Earlier this month I had a conversation with Gary Capistrant, senior director, public policy, American Telemedicine Association, and he brought up a really interesting point relating military servicemembers and telehealth, and it got me thinking what really needs to happen to get more widespread adoption of telemedicine. Gary and I were discussing what’s important for CIOs, CTOs, and CMIOs when they’re purchasing telemedicine hardware (for more on that, stay tuned for my July feature), and he mentioned how servicemembers, who are increasingly using Skype and other Internet calling services to speak to their family and friends while deployed, are also expecting to use those same technologies to serve their healthcare needs when they return stateside.
“The VA and DoD are under a lot of pressure to use telehealth because the soldiers coming back have been using Skype for a long time talking to spouses and kids; and they say, ‘wait a minute, I don’t want to drive three hours to my doctor or psychologist for a short visit that can be done on Skype,’” Capistrant told me.
The VA has been using online screening for years to perform mental-health screenings, and in 2009 the VA started an Internet-based chat line for servicemembers to discuss stress. Those in the military have viewed consumer-based technology as increasingly important to reach servicemembers, not only because they’re comfortable with, but because those not on active duty are widely dispersed and sometimes hard to reach.
I’ve been reporting a lot on telemedicine recently, investigating HEALTHeLINK, the Buffalo-based Beacon Community, which has had early successes with its diabetes telemonitoring pilot that identifies high-risk patients through mobile monitoring before they are hospitalized, and the Arkansas START program that offers telecolposcopy through rural clinics, so thousands of women don’t have to either delay or go without important gynecological treatment. Telemedicine projects like these are contributing to a growing telehospital/clinic market, which was worth $8.1 billion in 2011 and is expected to grow to $17.6 billion in 2016, according to BCC Research (Wellesley, Mass.).
What gives me the most hope for those of us civilians who live in urban settings (me included) is the UPMC eVisit program that was a semifinalist in our Innovator Awards program, and that I’ll be reporting on next week. In short, the eVisit platform allows non-emergent patients to seek treatment for things like back pain, bronchitis, burn, cold symptoms, and other problems, by completing a tailored questionnaire to provide the physician with medically relevant data in structured form. After submission of the questionnaire, patients receive responses from their physician, typically within four hours and sometimes within minutes; and physicians are staffed to respond to eVisits through extended daytime hours, with many physicians responding outside of regular hours as well.
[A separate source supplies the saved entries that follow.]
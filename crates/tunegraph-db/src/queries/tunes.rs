//! Tune-related database queries.

use rusqlite::{params, Row};

use crate::pool::{DbError, DbPool, DbResult};
use crate::queries::sets::SetRow;
use crate::queries::LIST_LIMIT;

/// Tune row from database.
#[derive(Debug, Clone)]
pub struct TuneRow {
    pub tune_id: i64,
    pub the_session_tune_id: Option<i64>,
    pub name: String,
    pub abc: Option<String>,
    pub tune_type: Option<String>,
    pub tune_meter: Option<String>,
    pub tune_mode: Option<String>,
    pub tune_url: Option<String>,
}

pub(crate) const TUNE_COLUMNS: &str =
    "t.tune_id, t.the_session_tune_id, t.name, t.abc, t.tune_type, t.tune_meter, t.tune_mode, t.tune_url";

/// Map the leading `TUNE_COLUMNS` of a row, starting at `offset`.
pub(crate) fn tune_from_row(row: &Row<'_>, offset: usize) -> rusqlite::Result<TuneRow> {
    Ok(TuneRow {
        tune_id: row.get(offset)?,
        the_session_tune_id: row.get(offset + 1)?,
        name: row.get(offset + 2)?,
        abc: row.get(offset + 3)?,
        tune_type: row.get(offset + 4)?,
        tune_meter: row.get(offset + 5)?,
        tune_mode: row.get(offset + 6)?,
        tune_url: row.get(offset + 7)?,
    })
}

/// List tunes ordered by name, optionally filtered by a name substring.
pub fn list_tunes(pool: &DbPool, name_filter: Option<&str>) -> DbResult<Vec<TuneRow>> {
    let pattern = format!("%{}%", name_filter.unwrap_or(""));
    pool.with_conn(|conn| {
        let mut stmt = conn.prepare(&format!(
            "SELECT {TUNE_COLUMNS} FROM Tune t
             WHERE t.name LIKE ?1
             ORDER BY t.name, t.tune_id
             LIMIT ?2"
        ))?;

        let rows = stmt
            .query_map(params![pattern, LIST_LIMIT], |row| tune_from_row(row, 0))?
            .collect::<Result<Vec<_>, _>>()?;
        Ok(rows)
    })
}

/// Get a tune by ID.
pub fn get_tune(pool: &DbPool, tune_id: i64) -> DbResult<TuneRow> {
    pool.with_conn(|conn| {
        conn.query_row(
            &format!("SELECT {TUNE_COLUMNS} FROM Tune t WHERE t.tune_id = ?1"),
            params![tune_id],
            |row| tune_from_row(row, 0),
        )
        .map_err(|e| match e {
            rusqlite::Error::QueryReturnedNoRows => DbError::NotFound(format!("Tune: {}", tune_id)),
            e => DbError::Connection(e),
        })
    })
}

/// List the sets a tune is played in.
pub fn list_sets_for_tune(pool: &DbPool, tune_id: i64) -> DbResult<Vec<SetRow>> {
    pool.with_conn(|conn| {
        let mut stmt = conn.prepare(
            "SELECT s.set_id, s.description
             FROM TuneToSet ts
             JOIN SetTable s ON s.set_id = ts.set_id
             WHERE ts.tune_id = ?1
             ORDER BY s.set_id
             LIMIT ?2",
        )?;

        let rows = stmt
            .query_map(params![tune_id, LIST_LIMIT], |row| {
                Ok(SetRow {
                    set_id: row.get(0)?,
                    description: row.get(1)?,
                })
            })?
            .collect::<Result<Vec<_>, _>>()?;
        Ok(rows)
    })
}

/// Count all tunes.
pub fn count_tunes(pool: &DbPool) -> DbResult<i64> {
    pool.with_conn(|conn| Ok(conn.query_row("SELECT COUNT(*) FROM Tune", [], |row| row.get(0))?))
}
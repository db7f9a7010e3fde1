//! Store connectivity status.

use anyhow::Result;
use colored::Colorize;

use tunegraph_core::AppConfig;
use tunegraph_db::queries::{sessions, sets, tunes};

pub async fn execute(config: &AppConfig) -> Result<()> {
    println!("{}", "Graph Store".bold());
    println!("{}", "─".repeat(40));
    println!("  URI:           {}", config.graph.uri.dimmed());
    match super::connect_graph(&config.graph).await {
        Ok(client) => {
            let counts = client.get_counts().await?;
            println!("  Tunes:         {}", counts.tunes.to_string().cyan());
            println!("  Sets:          {}", counts.sets.to_string().cyan());
            println!("  CONTAINS:      {}", counts.contains.to_string().cyan());
        }
        Err(e) => println!("  {}         {:#}", "Error".red(), e),
    }

    println!();
    println!("{}", "Session Database".bold());
    println!("{}", "─".repeat(40));
    println!("  Path:          {}", config.database.path.display().to_string().dimmed());
    match tunegraph_db::init_pool(&config.database.path) {
        Ok(db) => {
            println!("  Tunes:         {}", tunes::count_tunes(&db)?.to_string().cyan());
            println!("  Sets:          {}", sets::count_sets(&db)?.to_string().cyan());
            println!("  Sessions:      {}", sessions::count_sessions(&db)?.to_string().cyan());
        }
        Err(e) => println!("  {}         {}", "Error".red(), e),
    }
    println!("{}", "─".repeat(40));

    Ok(())
}
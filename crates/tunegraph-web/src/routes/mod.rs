//! Route handlers.

pub mod graph;
pub mod health;
pub mod sessions;
pub mod sets;
pub mod tunes;
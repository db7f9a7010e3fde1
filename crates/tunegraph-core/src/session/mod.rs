//! Session lookups.

pub mod model;

use crate::error::{TunegraphError, TunegraphResult};
use crate::set;
use model::{Session, SessionSet};
use tunegraph_db::queries::sessions as queries;
use tunegraph_db::{DbError, DbPool};

/// List sessions, newest first.
pub fn list_sessions(pool: &DbPool) -> TunegraphResult<Vec<Session>> {
    let rows = queries::list_sessions(pool)?;
    Ok(rows.into_iter().map(Session::from_row).collect())
}

/// Get a session by ID.
pub fn get_session(pool: &DbPool, session_id: i64) -> TunegraphResult<Session> {
    let row = queries::get_session(pool, session_id).map_err(|e| match e {
        DbError::NotFound(_) => TunegraphError::SessionNotFound(session_id),
        e => e.into(),
    })?;
    Ok(Session::from_row(row))
}

/// List the sets played at a session, each with its ordered tunes.
pub fn list_session_sets(pool: &DbPool, session_id: i64) -> TunegraphResult<Vec<SessionSet>> {
    get_session(pool, session_id)?;

    queries::list_sets_for_session(pool, session_id)?
        .into_iter()
        .map(|row| {
            Ok(SessionSet {
                set_index: row.set_index,
                set: set::get_set(pool, row.set_id)?,
            })
        })
        .collect()
}
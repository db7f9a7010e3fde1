//! Application state.

use std::sync::Arc;

use tunegraph_db::DbPool;
use tunegraph_graph::NeighborhoodSource;

/// Store handles shared across handlers, built once at startup.
#[derive(Clone)]
pub struct AppState {
    pub db: DbPool,
    pub graph: Arc<dyn NeighborhoodSource>,
}

impl AppState {
    pub fn new(db: DbPool, graph: Arc<dyn NeighborhoodSource>) -> Self {
        Self { db, graph }
    }
}
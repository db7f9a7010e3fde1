//! SQLite connection handle shared across request handlers.

use std::path::Path;
use std::sync::{Arc, Mutex};

use rusqlite::{Connection, OpenFlags};
use thiserror::Error;

/// Schema of the session database, used to build in-memory fixtures.
pub const SCHEMA: &str = include_str!("schema.sql");

/// Database error types.
#[derive(Error, Debug)]
pub enum DbError {
    #[error("SQLite error: {0}")]
    Connection(#[from] rusqlite::Error),

    #[error("Not found: {0}")]
    NotFound(String),

    #[error("Database connection lock poisoned")]
    Poisoned,
}

/// Result type for database operations.
pub type DbResult<T> = Result<T, DbError>;

/// A single SQLite connection behind a mutex. Clone is cheap (inner Arc).
#[derive(Clone)]
pub struct DbPool {
    conn: Arc<Mutex<Connection>>,
}

impl DbPool {
    /// Open an existing database file without write access.
    pub fn open_read_only(path: impl AsRef<Path>) -> DbResult<Self> {
        let path = path.as_ref();
        let conn = Connection::open_with_flags(
            path,
            OpenFlags::SQLITE_OPEN_READ_ONLY | OpenFlags::SQLITE_OPEN_NO_MUTEX,
        )?;
        tracing::info!(path = %path.display(), "Opened session database (read-only)");
        Ok(Self::from_connection(conn))
    }

    /// Create an empty in-memory database with the session schema applied.
    pub fn in_memory() -> DbResult<Self> {
        let conn = Connection::open_in_memory()?;
        conn.execute_batch(SCHEMA)?;
        Ok(Self::from_connection(conn))
    }

    fn from_connection(conn: Connection) -> Self {
        Self {
            conn: Arc::new(Mutex::new(conn)),
        }
    }

    /// Run `f` with exclusive access to the connection.
    pub fn with_conn<T, F>(&self, f: F) -> DbResult<T>
    where
        F: FnOnce(&Connection) -> DbResult<T>,
    {
        let conn = self.conn.lock().map_err(|_| DbError::Poisoned)?;
        f(&conn)
    }

    /// Cheap liveness check used by `status`.
    pub fn ping(&self) -> DbResult<()> {
        self.with_conn(|conn| {
            conn.query_row("SELECT 1", [], |row| row.get::<_, i64>(0))?;
            Ok(())
        })
    }
}
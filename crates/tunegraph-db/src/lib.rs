//! Tunegraph Database Layer
//!
//! Read-only access to the relational session database (tunes, sets,
//! sessions and the ordering tables that join them).

pub mod pool;
pub mod queries;

pub use pool::{DbError, DbPool, DbResult};

/// Open the session database at `path` in read-only mode.
pub fn init_pool(path: impl AsRef<std::path::Path>) -> DbResult<DbPool> {
    DbPool::open_read_only(path)
}
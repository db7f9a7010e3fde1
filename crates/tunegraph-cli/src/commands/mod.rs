//! CLI command definitions and handlers.

use std::path::PathBuf;
use std::time::Duration;

use anyhow::{Context, Result};
use clap::{Parser, Subcommand};

use tunegraph_core::config::GraphConfig;
use tunegraph_core::AppConfig;
use tunegraph_graph::GraphClient;

pub mod graph;
pub mod serve;
pub mod status;

/// Traditional-music session explorer
#[derive(Parser)]
#[command(name = "tunegraph")]
#[command(author, version, about, long_about = None)]
#[command(propagate_version = true)]
pub struct Cli {
    /// Enable verbose output
    #[arg(short, long, global = true)]
    pub verbose: bool,

    /// Path to a TOML configuration file
    #[arg(short, long, global = true, env = "TUNEGRAPH_CONFIG")]
    pub config: Option<PathBuf>,

    #[command(subcommand)]
    pub command: Commands,
}

#[derive(Subcommand)]
pub enum Commands {
    /// Start the web server
    Serve(serve::ServeArgs),

    /// Explore the tune/set graph
    #[command(subcommand)]
    Graph(graph::GraphCommands),

    /// Check store connectivity and show counts
    Status,
}

impl Cli {
    pub async fn execute(self) -> Result<()> {
        let config =
            AppConfig::load(self.config.as_deref()).context("Failed to load configuration")?;

        match self.command {
            Commands::Serve(args) => serve::execute(args, config).await,
            Commands::Graph(cmd) => graph::execute(cmd, &config).await,
            Commands::Status => status::execute(&config).await,
        }
    }
}

const CONNECT_TIMEOUT: Duration = Duration::from_secs(10);

/// Connect to Neo4j, failing fast when it is unreachable.
pub(crate) async fn connect_graph(config: &GraphConfig) -> Result<GraphClient> {
    tokio::time::timeout(CONNECT_TIMEOUT, GraphClient::connect(config))
        .await
        .with_context(|| format!("Timed out connecting to Neo4j at {}", config.uri))?
        .with_context(|| format!("Failed to connect to Neo4j at {}", config.uri))
}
But what is really holding these programs back is that age old problem—money. That’s definitely the case with UPMC, said G. Daniel Martich, M.D., CMIO, UPMC. “While [CMS] embraces the idea of an eVisit by creating a CPT code for [telehealth], that’s 99444, they don’t have any reimbursement for that yet,” said Martich. “I think they are concerned that, ‘if we start making this one of the benefits to all of our membership, we may see a huge increase in this, without a huge decrement in emergency or doctors visits, and this is going to cost us more money.’” Dr. Martich says that CMS and other insurers are waiting for studies, like the one he and his UPMC colleagues are currently working on, to evaluate the cost, follow-up care, and efficacy of treatment for office visits versus eVisits.